Vue de Suisse romande, Nathalie Rochat est certainement l’une des attractions les plus exotiques du zoo de Bâle. Ancienne coordinatrice des campagnes nationales de l’association Pro Natura, cette biologiste formée à l’UNIL s’est fait connaître en défendant la cause des loups qui débarquaient en Suisse.
Ex-collaboratrice du KORA, qui surveille les grands carnivores dans ce pays, la jeune femme est également un défenseur enthousiaste de la présence du lynx dans nos forêts. Et la voilà qui travaille désormais comme… guide dans le célèbre parc animalier!

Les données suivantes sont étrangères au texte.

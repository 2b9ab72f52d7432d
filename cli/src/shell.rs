// Interactive shell over a navigation session

use fatkit_formatters::{FatNavigator, FileContents};
use std::io::{BufRead, Read, Seek, Write};
use tracing::warn;

pub const HELP: &str = "Commands: dir, cd, type, exit";

#[derive(Debug, PartialEq, Eq)]
enum ShellCommand<'a> {
    Empty,
    Dir,
    Cd(Option<&'a str>),
    Type(Option<&'a str>),
    Exit,
    Unknown,
}

impl<'a> ShellCommand<'a> {
    fn parse(line: &'a str) -> Self {
        let mut words = line.split_whitespace();
        let Some(command) = words.next() else {
            return ShellCommand::Empty;
        };
        match command {
            "dir" => ShellCommand::Dir,
            "cd" => ShellCommand::Cd(words.next()),
            "type" => ShellCommand::Type(words.next()),
            "exit" | "quit" => ShellCommand::Exit,
            _ => ShellCommand::Unknown,
        }
    }
}

/// Read commands from `input` until `exit`/`quit` or end of input.
///
/// Errors from a single command (a corrupt chain, say) are reported and the
/// session carries on; only failures to write the output end it.
pub fn run_shell<R, I, O>(nav: &mut FatNavigator<R>, mut input: I, output: &mut O) -> anyhow::Result<()>
where
    R: Read + Seek,
    I: BufRead,
    O: Write,
{
    let mut raw = Vec::new();
    loop {
        write!(output, "{}> ", nav.current_path())?;
        output.flush()?;

        raw.clear();
        if input.read_until(b'\n', &mut raw)? == 0 {
            writeln!(output)?;
            return Ok(());
        }
        let line = match std::str::from_utf8(&raw) {
            Ok(line) => line,
            Err(e) => {
                warn!("Ignoring input line: {}", e);
                writeln!(output, "Error: input is not valid UTF-8: {:?}", String::from_utf8_lossy(&raw).trim_end())?;
                continue;
            }
        };

        let result: anyhow::Result<()> = match ShellCommand::parse(line) {
            ShellCommand::Empty | ShellCommand::Cd(None) | ShellCommand::Type(None) => Ok(()),
            ShellCommand::Exit => return Ok(()),
            ShellCommand::Dir => dir(nav, output),
            ShellCommand::Cd(Some(name)) => nav.change_dir(name).map(|_| ()).map_err(Into::into),
            ShellCommand::Type(Some(name)) => type_file(nav, name, output),
            ShellCommand::Unknown => writeln!(output, "{}", HELP).map_err(Into::into),
        };

        if let Err(e) = result {
            warn!("Command failed: {:#}", e);
            writeln!(output, "Error: {:#}", e)?;
        }
    }
}

fn dir<R: Read + Seek, O: Write>(nav: &mut FatNavigator<R>, output: &mut O) -> anyhow::Result<()> {
    for entry in nav.list()? {
        if entry.is_directory() {
            writeln!(output, "{:12} <DIR>", entry.name)?;
        } else {
            writeln!(output, "{:12} {} bytes", entry.name, entry.size)?;
        }
    }
    Ok(())
}

fn type_file<R: Read + Seek, O: Write>(nav: &mut FatNavigator<R>, name: &str, output: &mut O) -> anyhow::Result<()> {
    match nav.read_file(name)? {
        Some(FileContents::Text(text)) => writeln!(output, "{}", text)?,
        Some(FileContents::Binary(data)) => writeln!(output, "{}", data.escape_ascii())?,
        None => {}
    }
    Ok(())
}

Une écologiste guide dans un zoo!
Une écologiste militante dans un zoo, ça ressemble à une tigresse en cage. La militante aurait-elle tourné sa veste? «Pas du tout», sourit-elle. D’abord, Nathalie Rochat n’oublie pas qu’un zoo comme celui de Bâle, avec ses 1,46 million d’entrées chaque année (dont de nombreux Romands), constitue un formidable moyen de sensibiliser les gens aux questions écologistes. «Les visiteurs viennent voir des animaux exotiques. Mais je profite toujours des visites que je conduis pour faire des parallèles entre des écosystèmes suisses et ceux d’Afrique qu’on leur montre ici.»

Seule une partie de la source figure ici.